Provided material section start

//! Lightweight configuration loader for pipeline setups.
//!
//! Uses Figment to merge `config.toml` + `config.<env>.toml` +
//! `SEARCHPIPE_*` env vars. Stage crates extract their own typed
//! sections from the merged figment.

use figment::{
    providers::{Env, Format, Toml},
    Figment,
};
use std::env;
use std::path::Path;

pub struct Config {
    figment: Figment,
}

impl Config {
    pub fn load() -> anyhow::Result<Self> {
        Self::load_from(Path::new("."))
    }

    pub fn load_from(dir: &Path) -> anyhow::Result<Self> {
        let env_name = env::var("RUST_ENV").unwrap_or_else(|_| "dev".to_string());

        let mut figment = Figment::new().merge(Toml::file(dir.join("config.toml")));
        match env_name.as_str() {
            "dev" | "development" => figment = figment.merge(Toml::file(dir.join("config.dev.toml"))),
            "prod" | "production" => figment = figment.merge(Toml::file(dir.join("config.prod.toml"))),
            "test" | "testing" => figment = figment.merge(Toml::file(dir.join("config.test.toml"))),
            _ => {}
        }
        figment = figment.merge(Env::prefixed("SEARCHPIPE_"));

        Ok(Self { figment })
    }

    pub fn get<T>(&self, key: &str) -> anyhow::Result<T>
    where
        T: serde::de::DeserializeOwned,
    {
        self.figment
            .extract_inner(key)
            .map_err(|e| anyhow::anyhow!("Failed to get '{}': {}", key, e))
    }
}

Provided material section end
Provided material section start

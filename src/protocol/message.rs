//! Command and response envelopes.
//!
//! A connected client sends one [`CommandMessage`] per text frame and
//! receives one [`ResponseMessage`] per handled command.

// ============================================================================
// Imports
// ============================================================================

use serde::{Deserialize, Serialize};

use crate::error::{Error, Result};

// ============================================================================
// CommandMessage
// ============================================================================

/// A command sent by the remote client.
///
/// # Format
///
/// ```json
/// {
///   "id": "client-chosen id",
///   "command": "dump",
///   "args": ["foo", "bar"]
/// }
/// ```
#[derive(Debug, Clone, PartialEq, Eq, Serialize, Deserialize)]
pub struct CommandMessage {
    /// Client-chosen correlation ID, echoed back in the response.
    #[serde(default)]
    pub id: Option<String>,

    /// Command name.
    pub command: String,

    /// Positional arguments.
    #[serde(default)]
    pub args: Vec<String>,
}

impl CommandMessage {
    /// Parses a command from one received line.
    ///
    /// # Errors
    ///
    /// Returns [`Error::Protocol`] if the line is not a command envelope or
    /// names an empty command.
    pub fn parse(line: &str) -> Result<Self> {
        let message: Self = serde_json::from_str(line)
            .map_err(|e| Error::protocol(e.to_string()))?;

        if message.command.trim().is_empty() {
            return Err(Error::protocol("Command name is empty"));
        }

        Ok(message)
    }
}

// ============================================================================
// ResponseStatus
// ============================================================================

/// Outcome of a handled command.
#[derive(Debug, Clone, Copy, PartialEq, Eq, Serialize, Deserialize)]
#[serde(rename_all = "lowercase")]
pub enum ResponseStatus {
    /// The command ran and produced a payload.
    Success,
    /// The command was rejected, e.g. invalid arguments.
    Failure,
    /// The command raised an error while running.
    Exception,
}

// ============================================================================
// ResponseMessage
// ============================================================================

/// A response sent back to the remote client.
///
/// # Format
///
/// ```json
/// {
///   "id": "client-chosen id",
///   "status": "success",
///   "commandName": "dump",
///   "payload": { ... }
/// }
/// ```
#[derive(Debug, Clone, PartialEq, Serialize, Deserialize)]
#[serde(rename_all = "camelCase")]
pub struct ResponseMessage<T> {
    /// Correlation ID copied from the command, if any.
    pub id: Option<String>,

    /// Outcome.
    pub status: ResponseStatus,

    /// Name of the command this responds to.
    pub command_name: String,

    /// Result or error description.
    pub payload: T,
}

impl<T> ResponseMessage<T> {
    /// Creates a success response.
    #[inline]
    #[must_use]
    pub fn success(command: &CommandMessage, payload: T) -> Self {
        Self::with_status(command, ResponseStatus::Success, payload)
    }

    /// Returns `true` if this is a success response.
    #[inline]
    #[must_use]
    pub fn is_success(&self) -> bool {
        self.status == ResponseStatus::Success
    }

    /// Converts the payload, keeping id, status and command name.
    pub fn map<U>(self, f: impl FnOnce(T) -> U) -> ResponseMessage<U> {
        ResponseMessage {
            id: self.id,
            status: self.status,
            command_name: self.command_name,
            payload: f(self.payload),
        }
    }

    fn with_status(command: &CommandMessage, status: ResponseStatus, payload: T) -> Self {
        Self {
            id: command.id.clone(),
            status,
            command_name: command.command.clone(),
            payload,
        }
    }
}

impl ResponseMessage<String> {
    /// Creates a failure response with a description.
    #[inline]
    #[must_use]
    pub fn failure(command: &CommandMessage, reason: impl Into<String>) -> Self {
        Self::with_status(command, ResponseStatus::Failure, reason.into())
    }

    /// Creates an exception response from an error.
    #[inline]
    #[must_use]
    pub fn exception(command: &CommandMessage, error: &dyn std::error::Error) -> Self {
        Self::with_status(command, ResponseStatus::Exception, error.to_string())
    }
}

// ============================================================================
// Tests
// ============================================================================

Provided material section end
Provided material section start

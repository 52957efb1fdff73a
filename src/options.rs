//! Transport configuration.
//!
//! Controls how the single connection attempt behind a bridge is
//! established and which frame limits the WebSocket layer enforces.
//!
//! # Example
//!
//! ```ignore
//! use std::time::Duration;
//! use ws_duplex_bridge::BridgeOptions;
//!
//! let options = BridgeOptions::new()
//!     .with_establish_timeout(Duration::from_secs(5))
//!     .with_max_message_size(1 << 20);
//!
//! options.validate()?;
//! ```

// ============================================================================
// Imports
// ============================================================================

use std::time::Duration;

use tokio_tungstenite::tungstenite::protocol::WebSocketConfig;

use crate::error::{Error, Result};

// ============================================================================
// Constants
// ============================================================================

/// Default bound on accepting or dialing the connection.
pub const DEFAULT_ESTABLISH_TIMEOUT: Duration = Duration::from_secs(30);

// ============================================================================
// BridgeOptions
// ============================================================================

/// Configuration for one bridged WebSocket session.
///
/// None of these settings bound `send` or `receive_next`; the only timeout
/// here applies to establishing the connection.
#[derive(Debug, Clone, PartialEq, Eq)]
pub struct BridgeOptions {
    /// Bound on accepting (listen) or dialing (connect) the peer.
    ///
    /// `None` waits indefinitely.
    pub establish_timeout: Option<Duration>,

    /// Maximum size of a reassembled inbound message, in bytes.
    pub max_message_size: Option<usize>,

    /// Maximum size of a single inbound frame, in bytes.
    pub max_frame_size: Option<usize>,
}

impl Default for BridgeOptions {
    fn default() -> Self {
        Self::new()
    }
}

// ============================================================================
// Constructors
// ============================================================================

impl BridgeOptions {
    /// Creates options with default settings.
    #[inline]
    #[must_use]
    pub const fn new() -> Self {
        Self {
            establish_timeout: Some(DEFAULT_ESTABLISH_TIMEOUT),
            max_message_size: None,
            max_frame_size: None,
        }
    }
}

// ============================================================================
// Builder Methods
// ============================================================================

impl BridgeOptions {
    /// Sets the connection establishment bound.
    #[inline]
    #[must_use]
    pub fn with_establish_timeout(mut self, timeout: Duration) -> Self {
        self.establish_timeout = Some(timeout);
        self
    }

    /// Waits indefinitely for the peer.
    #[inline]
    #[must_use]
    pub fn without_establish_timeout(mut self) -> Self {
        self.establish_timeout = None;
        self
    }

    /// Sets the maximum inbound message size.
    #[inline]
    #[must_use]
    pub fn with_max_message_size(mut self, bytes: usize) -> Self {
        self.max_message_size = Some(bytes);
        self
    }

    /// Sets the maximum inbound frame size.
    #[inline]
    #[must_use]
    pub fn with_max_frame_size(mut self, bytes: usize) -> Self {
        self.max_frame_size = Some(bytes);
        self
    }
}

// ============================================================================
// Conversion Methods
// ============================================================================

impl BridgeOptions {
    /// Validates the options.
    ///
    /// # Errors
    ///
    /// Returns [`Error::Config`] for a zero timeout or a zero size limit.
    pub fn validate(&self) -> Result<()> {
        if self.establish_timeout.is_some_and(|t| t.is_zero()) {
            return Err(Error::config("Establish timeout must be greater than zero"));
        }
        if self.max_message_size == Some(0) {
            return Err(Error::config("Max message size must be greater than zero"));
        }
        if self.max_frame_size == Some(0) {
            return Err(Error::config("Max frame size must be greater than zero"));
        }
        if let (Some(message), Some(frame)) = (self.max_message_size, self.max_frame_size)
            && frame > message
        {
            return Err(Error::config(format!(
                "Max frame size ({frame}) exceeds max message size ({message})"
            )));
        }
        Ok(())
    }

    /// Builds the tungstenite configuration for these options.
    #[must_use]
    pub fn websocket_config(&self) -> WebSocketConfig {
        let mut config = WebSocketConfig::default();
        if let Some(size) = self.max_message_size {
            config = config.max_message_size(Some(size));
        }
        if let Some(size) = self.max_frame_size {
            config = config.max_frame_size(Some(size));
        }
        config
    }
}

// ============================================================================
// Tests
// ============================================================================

Provided material section end

-- Task --
From the listing above, pick out each line where the word "this" appears.

-- Task answer --
    /// Name of the command this responds to.
    /// Returns `true` if this is a success response.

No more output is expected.